Der Fahrer Jesus, ein spitzbübischer Einheimischer mit schwarzem Schnauzer, begrüßt uns fröhlich, während wir uns auf unsere Plätze zum hinteren Ende des 30-Sitzer-Busses vorkämpfen. Er ist fast ausgebucht. Das Geschäft mit der Tiefsee scheint gut zu funktionieren. Unter lautem Hupen verlässt Jesus die Parklücke und ordnet sich im Verkehr ein. Unser Weg führt uns jetzt für die nächsten vier Stunden die Panamericana entlang. Dieses legendäre 48.000 Kilometer lange Schnellstraßensystem verbindet den gesamten amerikanischen Kontinent von Alaska bis Feuerland. Wir legen natürlich nur einen kleinen Teil davon zurück, aber auch der hat es in sich.
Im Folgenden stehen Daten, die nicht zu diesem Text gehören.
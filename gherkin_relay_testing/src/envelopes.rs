//! Ready-made envelope streams and documents.

use gherkin_relay::messages::{
    Envelope,
    Feature,
    GherkinDocument,
    Pickle,
    PickleStep,
    PickleTag,
    Scenario,
    Status,
    Step,
    StepFinished,
    StepStarted,
    Tag,
    TestRunFinished,
    TestRunStarted,
    Timestamp,
};

/// A complete run: `testRunStarted`, a started/finished pair per step and
/// `testRunFinished`.
#[must_use]
pub fn run(steps: usize) -> Vec<Envelope> {
    let mut envelopes = vec![
        TestRunStarted {
            id: Some("run".into()),
            timestamp: Timestamp::now(),
        }
        .into(),
    ];
    for step in 0..steps {
        let pickle_step_id = format!("step-{step}");
        envelopes.push(
            StepStarted {
                scenario_started_id: "scenario".into(),
                pickle_step_id: pickle_step_id.clone(),
                timestamp: Timestamp::now(),
            }
            .into(),
        );
        envelopes.push(
            StepFinished {
                scenario_started_id: "scenario".into(),
                pickle_step_id,
                status: Status::Passed,
                message: None,
                timestamp: Timestamp::now(),
            }
            .into(),
        );
    }
    envelopes.push(
        TestRunFinished {
            success: true,
            timestamp: Timestamp::now(),
            message: None,
            test_run_started_id: Some("run".into()),
        }
        .into(),
    );
    envelopes
}

/// A document with one tagged scenario of `steps` steps, plus its pickle.
///
/// Identifiers are issued by `next_id` in document order: feature tag,
/// scenario, scenario tag, steps. Pickle identifiers follow.
pub fn document_with_pickle(
    uri: &str,
    steps: usize,
    mut next_id: impl FnMut() -> String,
) -> (GherkinDocument, Pickle) {
    let feature_tag = Tag::new(next_id(), "@feature");
    let scenario_id = next_id();
    let scenario_tag = Tag::new(next_id(), "@scenario");
    let step_ids: Vec<String> = (0..steps).map(|_| next_id()).collect();

    let mut scenario = Scenario::new(scenario_id.clone(), "scenario").with_tag(scenario_tag.clone());
    for (n, id) in step_ids.iter().enumerate() {
        scenario = scenario.with_step(Step::new(id.clone(), "Given ", format!("step {n}")));
    }
    let document = GherkinDocument::new(
        uri,
        Feature::new("feature")
            .with_tag(feature_tag.clone())
            .with_child(scenario),
    );

    let mut pickle = Pickle::new(next_id(), uri, "scenario")
        .with_ast_node_id(scenario_id)
        .with_tag(PickleTag::new(feature_tag.name.clone(), feature_tag.id()))
        .with_tag(PickleTag::new(scenario_tag.name.clone(), scenario_tag.id()));
    for (n, id) in step_ids.into_iter().enumerate() {
        pickle = pickle.with_step(PickleStep::new(next_id(), format!("step {n}")).with_ast_node_id(id));
    }
    (document, pickle)
}

/// An id source counting up from `first`.
pub fn counting_from(first: u64) -> impl FnMut() -> String {
    let mut next = first;
    move || {
        let id = next.to_string();
        next += 1;
        id
    }
}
So beeindruckend die Landschaft am Straßenrand auch sein mag, mein Blick konzentriert sich auf die Autos, die unseren Bus passieren. Manche mögen vielleicht noch als Oldtimer durchgehen, den Großteil würde ich schlicht und einfach als Rostlauben bezeichnen. Ein roter VW Käfer, dessen sämtliche Anbauteile bereits als Ersatzteile für andere Käfer gedient haben dürften, schneidet soeben in beängstigendem Tempo in die Lücke zwischen einem olivgrünen US - LKW aus den 1950er Jahren und einem ehemals gelben Pick-up japanischer Herkunft. Am Straßenrand wartet einstweilen eine Gruppe Einheimischer vor einem liegengebliebenen Linienbus aus den 1960er Jahren mit der Aufschrift Tica Bus auf die Weiterfahrt. Ihr Oldtimer hat scheinbar den Pass nicht mehr geschafft. Unser Bus ist Gott sei Dank weitaus jünger und so erreichen wir kurz vor Mitternacht noch die Basis der Undersea Hunter Group, das GalMar Dock im Hafen von Caldera in Puntarenas an der Pazifikküste von Costa Rica.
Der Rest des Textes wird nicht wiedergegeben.